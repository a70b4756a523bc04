//! CID-keyed composite font embedding.
//!
//! [`register`] turns a [`FontProgram`] into the five cross-referenced
//! objects a Unicode composite font needs: the embedded font-file
//! stream, its descriptor, a ToUnicode CMap, the CID font dictionary,
//! and the Type0 wrapper that page content refers to. Sub-objects are
//! shared between registrations matching under the active [`DedupKey`];
//! the Type0 wrapper is always freshly written.

use log::debug;

use crate::deflate;
use crate::font::{FontError, FontProgram};
use crate::writer::ObjectWriter;

/// Readers cap bfchar groups at 100 entries.
const BFCHAR_BLOCK: usize = 100;

/// How registrations are matched for sub-object sharing.
#[derive(Debug, Clone, Copy, PartialEq, Eq, Default)]
pub enum DedupKey {
    /// Match by PostScript name. Assumes one program per name.
    #[default]
    FontName,
    /// Match by MD5 digest of the program bytes; tells same-name
    /// programs with different outlines apart.
    ContentDigest,
}

/// Object numbers of one embedded font.
///
/// `type0_obj` is the handle page content references; the optional
/// numbers are bookkeeping for sub-object sharing.
#[derive(Debug, Clone, PartialEq, Eq)]
pub struct FontResource {
    /// PostScript name of the embedded program.
    pub name: String,
    /// Value the registry matches on under the active dedup policy.
    key: String,
    /// Embedded font-file stream.
    pub file_obj: Option<u32>,
    /// Font descriptor dictionary.
    pub descriptor_obj: Option<u32>,
    /// ToUnicode CMap stream.
    pub to_unicode_obj: Option<u32>,
    /// Descendant CID font dictionary.
    pub cid_font_obj: Option<u32>,
    /// Top-level Type0 dictionary.
    pub type0_obj: u32,
}

impl FontResource {
    /// Dedup key this resource was registered under.
    pub fn key(&self) -> &str {
        &self.key
    }
}

/// Fonts embedded into one document, in registration order.
#[derive(Debug, Default)]
pub struct FontRegistry {
    entries: Vec<FontResource>,
}

impl FontRegistry {
    pub fn new() -> Self {
        FontRegistry::default()
    }

    /// First registered resource with the given program name.
    pub fn find_by_name(&self, name: &str) -> Option<&FontResource> {
        self.entries.iter().find(|r| r.name == name)
    }

    /// Record a completed registration. Entries are never removed.
    pub fn append(&mut self, resource: FontResource) {
        self.entries.push(resource);
    }

    pub fn iter(&self) -> impl Iterator<Item = &FontResource> {
        self.entries.iter()
    }

    pub fn len(&self) -> usize {
        self.entries.len()
    }

    pub fn is_empty(&self) -> bool {
        self.entries.is_empty()
    }
}

/// Embed `program`, sharing sub-objects with earlier registrations of
/// the same name. See [`register_with_key`] for the sharing rules.
pub fn register<W: ObjectWriter>(
    program: &FontProgram,
    registry: &mut FontRegistry,
    out: &mut W,
) -> Result<FontResource, FontError> {
    register_with_key(program, registry, out, DedupKey::FontName)
}

/// Embed `program` as a CID-keyed composite font.
///
/// Objects are written in dependency order: font file, descriptor,
/// ToUnicode CMap, CID font dictionary, Type0 wrapper. Each of the
/// first four is reused from any earlier registration that matches
/// under `dedup` and has that object recorded; the Type0 wrapper is
/// always freshly allocated. The completed resource is appended to
/// `registry` and returned.
///
/// Fails with `InvalidFontProgram`, before any object is written, if
/// the program's unicode table is not full-BMP sized or its advance
/// table is empty.
pub fn register_with_key<W: ObjectWriter>(
    program: &FontProgram,
    registry: &mut FontRegistry,
    out: &mut W,
    dedup: DedupKey,
) -> Result<FontResource, FontError> {
    program.validate()?;

    let key = match dedup {
        DedupKey::FontName => program.name.clone(),
        DedupKey::ContentDigest => format!("{:x}", md5::compute(&program.program_bytes)),
    };
    let scale = 1000.0 / f64::from(program.units_per_em);

    let file_obj = match shared_object(registry, &key, |r| r.file_obj) {
        Some(id) => id,
        None => write_font_file(program, out),
    };
    let descriptor_obj = match shared_object(registry, &key, |r| r.descriptor_obj) {
        Some(id) => id,
        None => write_descriptor(program, file_obj, out),
    };
    let to_unicode_obj = match shared_object(registry, &key, |r| r.to_unicode_obj) {
        Some(id) => id,
        None => write_to_unicode(program, out),
    };
    let cid_font_obj = match shared_object(registry, &key, |r| r.cid_font_obj) {
        Some(id) => id,
        None => write_cid_font(program, descriptor_obj, scale, out),
    };
    let type0_obj = write_type0(program, cid_font_obj, to_unicode_obj, out);

    debug!(
        "registered font {:?} as object {} (file {}, descriptor {}, tounicode {}, cid {})",
        program.name, type0_obj, file_obj, descriptor_obj, to_unicode_obj, cid_font_obj
    );

    let resource = FontResource {
        name: program.name.clone(),
        key,
        file_obj: Some(file_obj),
        descriptor_obj: Some(descriptor_obj),
        to_unicode_obj: Some(to_unicode_obj),
        cid_font_obj: Some(cid_font_obj),
        type0_obj,
    };
    registry.append(resource.clone());
    Ok(resource)
}

/// First object number recorded by a registration matching `key`.
fn shared_object(
    registry: &FontRegistry,
    key: &str,
    field: impl Fn(&FontResource) -> Option<u32>,
) -> Option<u32> {
    registry
        .iter()
        .find_map(|r| if r.key == key { field(r) } else { None })
}

fn write_font_file<W: ObjectWriter>(program: &FontProgram, out: &mut W) -> u32 {
    let framed = deflate::frame(&program.program_bytes);
    let metadata_obj = if program.info.is_empty() {
        None
    } else {
        out.add_metadata_object(&program.info)
    };

    let id = out.new_object();
    let mut dict = String::from("<<\n");
    if let Some(meta) = metadata_obj {
        dict.push_str(&format!("/Metadata {} 0 R\n", meta));
    }
    if program.is_cff {
        dict.push_str("/Subtype /CIDFontType0C\n");
    }
    dict.push_str("/Filter /FlateDecode\n");
    dict.push_str(&format!("/Length {}\n", framed.len()));
    if !program.is_cff {
        dict.push_str(&format!("/Length1 {}\n", program.program_bytes.len()));
    }
    dict.push_str(">>\nstream\n");
    out.append_str(&dict);
    out.append(&framed);
    out.append_str("\nendstream\n");
    out.close_object();
    id
}

fn write_descriptor<W: ObjectWriter>(program: &FontProgram, file_obj: u32, out: &mut W) -> u32 {
    let id = out.new_object();
    let mut dict = String::from("<<\n/Type /FontDescriptor\n");
    dict.push_str(&format!("/FontName /{}\n", program.name));
    if program.is_cff {
        dict.push_str(&format!("/FontFile3 {} 0 R\n", file_obj));
    } else {
        dict.push_str(&format!("/FontFile2 {} 0 R\n", file_obj));
    }
    dict.push_str("/Flags 32\n");
    dict.push_str(&format!(
        "/FontBBox [{} {} {} {}]\n",
        program.bbox[0], program.bbox[1], program.bbox[2], program.bbox[3]
    ));
    dict.push_str(&format!("/Ascent {}\n", program.ascent));
    dict.push_str(&format!("/Descent {}\n", program.descent));
    dict.push_str(&format!("/CapHeight {}\n", program.cap_height));
    dict.push_str("/ItalicAngle 0\n");
    dict.push_str("/StemV 79\n");
    dict.push_str(">>\n");
    out.append_str(&dict);
    out.close_object();
    id
}

fn write_to_unicode<W: ObjectWriter>(program: &FontProgram, out: &mut W) -> u32 {
    let cmap = to_unicode_cmap(program);
    let id = out.new_object();
    // The CMap stays uncompressed; its length must be declared.
    out.append_str(&format!("<<\n/Length {}\n>>\nstream\n", cmap.len()));
    out.append_str(&cmap);
    out.append_str("\nendstream\n");
    out.close_object();
    id
}

/// CMap text mapping glyph indexes back to BMP code points, batched
/// into bfchar groups of at most 100 lines.
fn to_unicode_cmap(program: &FontProgram) -> String {
    let mut cmap = String::new();
    cmap.push_str(
        "/CIDInit /ProcSet findresource begin\n\
         12 dict begin\n\
         begincmap\n\
         /CIDSystemInfo << /Registry (Adobe) /Ordering (Identity) /Supplement 0 >> def\n\
         /CMapName /Adobe-Identity def\n\
         /CMapType 2 def\n\
         1 begincodespacerange\n\
         <0000> <FFFF>\n\
         endcodespacerange\n",
    );

    let mappings: Vec<(usize, u16)> = program
        .unicode_to_gid
        .iter()
        .enumerate()
        .filter(|&(_, &gid)| gid != 0)
        .map(|(cp, &gid)| (cp, gid))
        .collect();

    for chunk in mappings.chunks(BFCHAR_BLOCK) {
        cmap.push_str(&format!("{} beginbfchar\n", chunk.len()));
        for &(cp, gid) in chunk {
            cmap.push_str(&format!("<{:04X}> <{:04X}>\n", gid, cp));
        }
        cmap.push_str("endbfchar\n");
    }

    cmap.push_str(
        "endcmap\n\
         CMapName currentdict /CMap defineresource pop\n\
         end\n\
         end\n",
    );
    cmap
}

fn write_cid_font<W: ObjectWriter>(
    program: &FontProgram,
    descriptor_obj: u32,
    scale: f64,
    out: &mut W,
) -> u32 {
    let id = out.new_object();
    let mut dict = String::from("<<\n/Type /Font\n");
    if program.is_cff {
        dict.push_str("/Subtype /CIDFontType0\n");
    } else {
        dict.push_str("/Subtype /CIDFontType2\n");
    }
    dict.push_str(&format!("/BaseFont /{}\n", program.name));
    dict.push_str("/CIDSystemInfo << /Registry (Adobe) /Ordering (Identity) /Supplement 0 >>\n");
    dict.push_str(&format!("/FontDescriptor {} 0 R\n", descriptor_obj));
    let default_width = (scale * f64::from(program.advance_width[0])).round() as i64;
    dict.push_str(&format!("/DW {}\n", default_width));
    // One run covering every glyph from index 0 up.
    dict.push_str("/W [0 [");
    for (index, &advance) in program.advance_width.iter().enumerate() {
        if index > 0 {
            dict.push(' ');
        }
        let width = (scale * f64::from(advance)).round() as i64;
        dict.push_str(&width.to_string());
    }
    dict.push_str("]]\n");
    dict.push_str("/CIDToGIDMap /Identity\n");
    dict.push_str(">>\n");
    out.append_str(&dict);
    out.close_object();
    id
}

fn write_type0<W: ObjectWriter>(
    program: &FontProgram,
    cid_font_obj: u32,
    to_unicode_obj: u32,
    out: &mut W,
) -> u32 {
    let id = out.new_object();
    let mut dict = String::from("<<\n/Type /Font\n/Subtype /Type0\n");
    dict.push_str(&format!("/BaseFont /{}\n", program.name));
    dict.push_str("/Encoding /Identity-H\n");
    dict.push_str(&format!("/DescendantFonts [{} 0 R]\n", cid_font_obj));
    dict.push_str(&format!("/ToUnicode {} 0 R\n", to_unicode_obj));
    dict.push_str(">>\n");
    out.append_str(&dict);
    out.close_object();
    id
}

= Task brief =
Working from the records above, write out verbatim only the lines from the line containing "one embedded font." through the line containing "given program name.".

= Response to the exercise =
/// Object numbers of one embedded font.
///
/// `type0_obj` is the handle page content references; the optional
/// numbers are bookkeeping for sub-object sharing.
#[derive(Debug, Clone, PartialEq, Eq)]
pub struct FontResource {
    /// PostScript name of the embedded program.
    pub name: String,
    /// Value the registry matches on under the active dedup policy.
    key: String,
    /// Embedded font-file stream.
    pub file_obj: Option<u32>,
    /// Font descriptor dictionary.
    pub descriptor_obj: Option<u32>,
    /// ToUnicode CMap stream.
    pub to_unicode_obj: Option<u32>,
    /// Descendant CID font dictionary.
    pub cid_font_obj: Option<u32>,
    /// Top-level Type0 dictionary.
    pub type0_obj: u32,
}

impl FontResource {
    /// Dedup key this resource was registered under.
    pub fn key(&self) -> &str {
        &self.key
    }
}

/// Fonts embedded into one document, in registration order.
#[derive(Debug, Default)]
pub struct FontRegistry {
    entries: Vec<FontResource>,
}

impl FontRegistry {
    pub fn new() -> Self {
        FontRegistry::default()
    }

    /// First registered resource with the given program name.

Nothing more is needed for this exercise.